所有室间隔缺损的病理生理学机制都基本相同,与位置无关。有两个因素决定室间隔缺损对血液动力学的影响:缺损的大小和肺血管阻力。若缺损能够限制压力从心脏左侧向右侧传递,则称之为限制性缺损。
小型限制性缺损(Qp:Qs 比 < 1.5)会导致较小的心室左向右分流,不会造成肺血管阻力增加或伴发任何症状。若婴儿期发现该疾病,则其自然闭合的可能性非常高;然而,这种室间隔缺损即使持续至成年阶段,其预后也很好。
中度限制性缺损(Qp:Qs 比在 1.5 至 2.5 之间)将导致左向右分流和不同程度的肺动脉高压。开始会出现反应性肺动脉高压(使用肺血管扩张剂可逆转)和左向右分流。肺血管阻力逐渐增加,导致分流量减少。由于肺血管发生永久性不可逆性重塑,持续性肺动脉高压最终会发展成“固定的”肺动脉高压。肺动脉高压会增加对心脏的反压,造成心腔扩大,最终导致心力衰竭。
在出现较大缺损(Qp:Qs 比 > 2.5)和晚期时,会出现明显的肺动脉高压,肺血管阻力会上升以至分流逆转(艾森门格综合征)。分流逆转是指血液从右心室流向左心室,有效逆转了大多数室间隔缺损常见的血流方向。导致了体静脉回流的缺氧血未经肺充氧而直接进入体动脉循环。体动脉循环中的血氧饱和度会因此下降,从而导致紫绀。此时,室间隔缺损将不能通过手术治疗。
婴儿期的肺动脉高压机制不同于成人,主要是由肺血流量增加造成的,而非肺血管阻力增加。但后遗症相同。体灌注减少仍可见于婴儿,导致心脏衰竭。
由急性心肌梗死造成的急性室间隔缺损通常会导致急性左心衰竭,伴有肺水肿和休克。
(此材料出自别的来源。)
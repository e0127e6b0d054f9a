//! Authorization levels and the shared role cell used by live sessions.

use std::{
    fmt,
    str::FromStr,
    sync::atomic::{AtomicU8, Ordering},
};

use thiserror::Error;

/// Authorization level of a user.
///
/// Ordering is significant: `User < Agency < Admin < God`. A command whose
/// minimum role is `Agency` may be issued by agencies, admins and gods.
#[derive(Clone, Copy, Debug, Default, PartialEq, Eq, PartialOrd, Ord, Hash)]
pub enum Role {
    #[default]
    User,
    Agency,
    Admin,
    God,
}

impl Role {
    /// All roles in ascending order.
    pub const ALL: [Role; 4] = [Role::User, Role::Agency, Role::Admin, Role::God];

    /// Lower-case name used on the wire (for example in `RLE` frames).
    #[must_use]
    pub fn as_str(self) -> &'static str {
        match self {
            Role::User => "user",
            Role::Agency => "agency",
            Role::Admin => "admin",
            Role::God => "god",
        }
    }

    /// Returns `true` when this role meets or exceeds `required`.
    #[must_use]
    pub fn permits(self, required: Role) -> bool { self >= required }

    fn to_u8(self) -> u8 {
        match self {
            Role::User => 0,
            Role::Agency => 1,
            Role::Admin => 2,
            Role::God => 3,
        }
    }

    fn from_u8(value: u8) -> Self {
        match value {
            0 => Role::User,
            1 => Role::Agency,
            2 => Role::Admin,
            _ => Role::God,
        }
    }
}

impl fmt::Display for Role {
    fn fmt(&self, f: &mut fmt::Formatter<'_>) -> fmt::Result { f.write_str(self.as_str()) }
}

/// Error returned when a role name cannot be parsed.
#[derive(Clone, Debug, Error, PartialEq, Eq)]
#[error("unknown role: {0}")]
pub struct UnknownRole(pub String);

impl FromStr for Role {
    type Err = UnknownRole;

    fn from_str(s: &str) -> Result<Self, Self::Err> {
        Role::ALL
            .into_iter()
            .find(|role| role.as_str().eq_ignore_ascii_case(s.trim()))
            .ok_or_else(|| UnknownRole(s.to_owned()))
    }
}

/// Role shared between a session and the router.
///
/// The owning session reads it on every dispatch; the router writes it when an
/// administrator issues a role change for a connected user.
#[derive(Debug)]
pub struct RoleCell(AtomicU8);

impl RoleCell {
    #[must_use]
    pub fn new(role: Role) -> Self { Self(AtomicU8::new(role.to_u8())) }

    #[must_use]
    pub fn get(&self) -> Role { Role::from_u8(self.0.load(Ordering::Acquire)) }

    pub fn set(&self, role: Role) { self.0.store(role.to_u8(), Ordering::Release); }
}

impl Default for RoleCell {
    fn default() -> Self { Self::new(Role::User) }
}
[9]
某些类型的室间隔缺损会引起其他问题。由主动脉瓣前叶脱垂导致的 1 型缺损很常见,常伴有主动脉反流。3 型缺损通常累及房室瓣和房间隔。
根据室间隔缺损的位置对室间隔缺损分类。有 4 种主要类型,其中 3 种有多个别名。
1 型
占孤立性室间隔缺损的 5% 至 7%。
别名:圆锥缺损、圆锥间隔发育不良、肺下缺损、漏斗部缺损、嵴上缺损、双邻近大动脉缺损
位置:位于圆锥或流出隔的半月瓣之下
通常伴发由主动脉瓣前叶脱垂导致的主动脉反流。
2 型
占室间隔缺损的 70%
别名:膜周缺损、膜旁缺损、圆锥隔心室型缺损
位置:与膜间隔汇合之处,与房室 (AV) 瓣相邻。
3 型
约占室间隔缺损的 5%
别名:流入道周部缺损、房室通道型缺损、房室间隔缺损、心内膜垫缺损。
位置:累及紧邻房室瓣结构下方的室间隔流入道
常发于唐氏综合征患者。
4 型
占室间隔缺损的 20%
别名:肌部缺损
位置:完全被肌肉包围;可存在多重缺损,造成间隔呈现“瑞士干酪”样。[Figure caption and citation for the preceding image starts]: 显示室间隔缺损 (VSD) 解剖学位置的左心室间隔简图由 Zuhdi Lababidi 医生提供 [Citation ends].
先天性
大多数室间隔缺损都由发育缺陷造成。
获得性
罕见
心肌梗死后的间隔坏死会导致室间隔缺损
穿透伤(例如戳伤)能造成室间隔缺损,钝器创伤造成也会造成室间隔缺损,但比较罕见。
根据大小,可将室间隔缺损分为小型缺损、中型缺损和大型缺损。以肺血管阻力 Qp 与体循环阻力 Qs 的比值(Qp:Qs 比值)描述室间隔缺损造成的分流量大小。